Good designers, like Kevin, know how to do this, how to enhance a site, and honor it at the same time. Needless to say, after attending the tour and hearing Kevin discuss the project and his thoughts about design and Landscape Architecture in general, I knew I had to meet him. So, I sent an email and introduced myself, and asked if he would meet with me to talk more about his work. The following week we met at Lark on the Park (Have you been there? It’s a great restaurant, btw if you haven’t tried it. This also, incidentally, put me at ease, as I thought, even if the conversation were strained, at least the food and atmosphere would be good. LOL.)

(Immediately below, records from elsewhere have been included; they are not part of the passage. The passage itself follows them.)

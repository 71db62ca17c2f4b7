//! # Repaircost Log
//!
//! Repair-event extraction from unstructured, line-oriented server chat logs.
//!
//! ## Architecture
//!
//! ```text
//! Raw lines
//!     │
//!     ├──> Boundary Scanner (open/close markers → boundary pairs)
//!     │
//!     ├──> Record Decoder (fixed offsets per schema → Repair)
//!     │    ├─> chat-line framing strip
//!     │    ├─> timestamp / numeric / material decoders
//!     │    └─> bounded lookahead for the started marker
//!     │
//!     └──> Chunked Renderer (report lines → size-bounded chunks)
//! ```
//!
//! The pipeline is synchronous over one fully materialized line sequence.
//! Decompression, charset handling and log acquisition happen upstream;
//! pricing lives in the companion `repaircost-pricing` crate.
//!
//! ## Example
//!
//! ```rust
//! use repaircost_log::{LogParser, ParserConfig};
//!
//! let log = "\
//! [08:15:42] [Server thread/INFO]: [CHAT] SUPPLIES NEEDED
//! [08:15:42] [Server thread/INFO]: [CHAT] Wood : 5
//! [08:15:42] [Server thread/INFO]: [CHAT] Seconds to complete repair: 120
//! [08:15:42] [Server thread/INFO]: [CHAT] Money to complete repair: 50
//! ";
//!
//! let parser = LogParser::new(ParserConfig::default());
//! let records = parser.parse_str(log);
//! assert_eq!(records.len(), 1);
//! let repair = records[0].result.as_ref().unwrap();
//! assert_eq!(repair.delay, 120);
//! ```

mod config;
mod error;
mod parser;
mod record;
mod render;
mod scalar;
mod scanner;
mod split;

pub use config::{Markers, ParserConfig, Schema, STARTED_LOOKAHEAD};
pub use error::{ParseError, Result};
pub use parser::{LogParser, ParsedRecord};
pub use record::Repair;
pub use render::chunk_messages;
pub use scalar::{decode_material, decode_numeric, decode_timestamp, Number};
pub use scanner::{scan_boundaries, Boundary, PairingPolicy};
pub use split::{chat_payload, split_once_exact};
use repaircost_log::{chunk_messages, LogParser, PairingPolicy, ParserConfig, Schema};

const MINIMAL_LOG: &str = "\
[08:15:39] [Server thread/INFO]: Player joined the game
[08:15:40] [Server thread/INFO]: [CHAT] Welcome back
[08:15:42] [Server thread/INFO]: [CHAT] SUPPLIES NEEDED
[08:15:42] [Server thread/INFO]: [CHAT] Wood : 5
[08:15:42] [Server thread/INFO]: [CHAT] Stone : 3
[08:15:42] [Server thread/INFO]: [CHAT] Seconds to complete repair: 120
[08:15:42] [Server thread/INFO]: [CHAT] Money to complete repair: 50
[08:15:43] [Server thread/INFO]: [CHAT] Repair in progress. Assigned workers: 0
[08:30:00] [Server thread/INFO]: Player left the game
[09:10:11] [Server thread/INFO]: [CHAT] SUPPLIES NEEDED
[09:10:11] [Server thread/INFO]: [CHAT] Iron Ingot : 9
[09:10:11] [Server thread/INFO]: [CHAT] Seconds to complete repair: 30
[09:10:11] [Server thread/INFO]: [CHAT] Money to complete repair: 12.5
[09:10:12] [Server thread/INFO]: Server overloaded, skipping ticks
";

const EXTENDED_LOG: &str = "\
[17:03:59] [Server thread/INFO]: [CHAT] SUPPLIES NEEDED
[17:03:59] [Server thread/INFO]: [CHAT] Total damaged blocks: 250
[17:03:59] [Server thread/INFO]: [CHAT] Percentage of damaged blocks: 12.5
[17:03:59] [Server thread/INFO]: [CHAT] Wood : 5
[17:03:59] [Server thread/INFO]: [CHAT] Stone : 3
[17:03:59] [Server thread/INFO]: [CHAT] Seconds to complete repair: 120
[17:03:59] [Server thread/INFO]: [CHAT] Money to complete repair: 50
";

#[test]
fn minimal_log_end_to_end() {
    let parser = LogParser::default();
    let records = parser.parse_str(MINIMAL_LOG);
    assert_eq!(records.len(), 2);

    let first = records[0].result.as_ref().expect("first event decodes");
    assert_eq!(
        first.materials,
        vec![("Wood".to_string(), 5), ("Stone".to_string(), 3)]
    );
    assert_eq!(first.delay, 120);
    assert!(first.started, "in-progress marker is within the lookahead");

    let second = records[1].result.as_ref().expect("second event decodes");
    assert_eq!(second.materials, vec![("Iron Ingot".to_string(), 9)]);
    assert_eq!(second.cost.as_f64(), 12.5);
    assert!(!second.started);
}

#[test]
fn extended_log_end_to_end() {
    let parser = LogParser::new(ParserConfig {
        schema: Schema::Extended,
        ..ParserConfig::default()
    });
    let records = parser.parse_str(EXTENDED_LOG);
    assert_eq!(records.len(), 1);

    let repair = records[0].result.as_ref().expect("extended event decodes");
    assert_eq!(repair.block_count, Some(250));
    assert_eq!(repair.percent_damaged.map(|p| p.as_f64()), Some(12.5));
    assert_eq!(repair.materials.len(), 2);
}

#[test]
fn pairing_policy_is_swappable_without_touching_the_pipeline() {
    // A log that restarts mid-event: one open marker, two close markers.
    let log = "\
[10:00:00] [Server thread/INFO]: [CHAT] SUPPLIES NEEDED
[10:00:00] [Server thread/INFO]: [CHAT] Wood : 1
[10:00:00] [Server thread/INFO]: [CHAT] Seconds to complete repair: 10
[10:00:00] [Server thread/INFO]: [CHAT] Money to complete repair: 5
[10:00:01] [Server thread/INFO]: [CHAT] Money to complete repair: 5
";
    let permissive = LogParser::default().parse_str(log);
    assert_eq!(permissive.len(), 2, "reuse-open pairs the second close too");

    let strict = LogParser::new(ParserConfig {
        pairing: PairingPolicy::ClearAfterClose,
        ..ParserConfig::default()
    })
    .parse_str(log);
    assert_eq!(strict.len(), 1);
}

#[test]
fn display_strings_chunk_within_the_transport_limit() {
    let parser = LogParser::default();
    let lines: Vec<String> = parser
        .parse_str(MINIMAL_LOG)
        .iter()
        .filter_map(|record| record.result.as_ref().ok().map(ToString::to_string))
        .collect();
    assert_eq!(lines.len(), 2);

    // Wide enough for both lines.
    let one = chunk_messages(&lines, 2000);
    assert_eq!(one.len(), 1);

    // Too narrow for two lines, wide enough for each.
    let per_line = chunk_messages(&lines, lines[0].len().max(lines[1].len()) + 1);
    assert_eq!(per_line.len(), 2);
}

We got along really well and had a great discussion. Something sort of clicked in our conversation and for whatever reason, I mentioned that I regretted never having worked at a large practice or under someone with a classical approach to design like he had. Kevin asked if I had a mentor and I joked back, “No, would you like to be mine?” Remarkably, he said, “Yes.”
Remember how I told you it took years for me to get the guts to blindly introduce myself to someone I admired? Well, Kevin told me he was indeed flattered by my inquiry and that he was impressed with how comfortable I was with approaching him to talk about his work. He had no idea that I had never actually had the guts to do that before. LOL! It’s actually pretty amazing. Who would have thought that a simple gesture to meet up would lead to gaining a mentor?
I am so excited to learn from Kevin and share the experience with you. And, I hope that maybe this will inspire you to also reach out and get to know someone who’s doing something you find interesting. You never know what will come of it. Whoever you reach out to, let me know about it. I’d love to hear how it goes.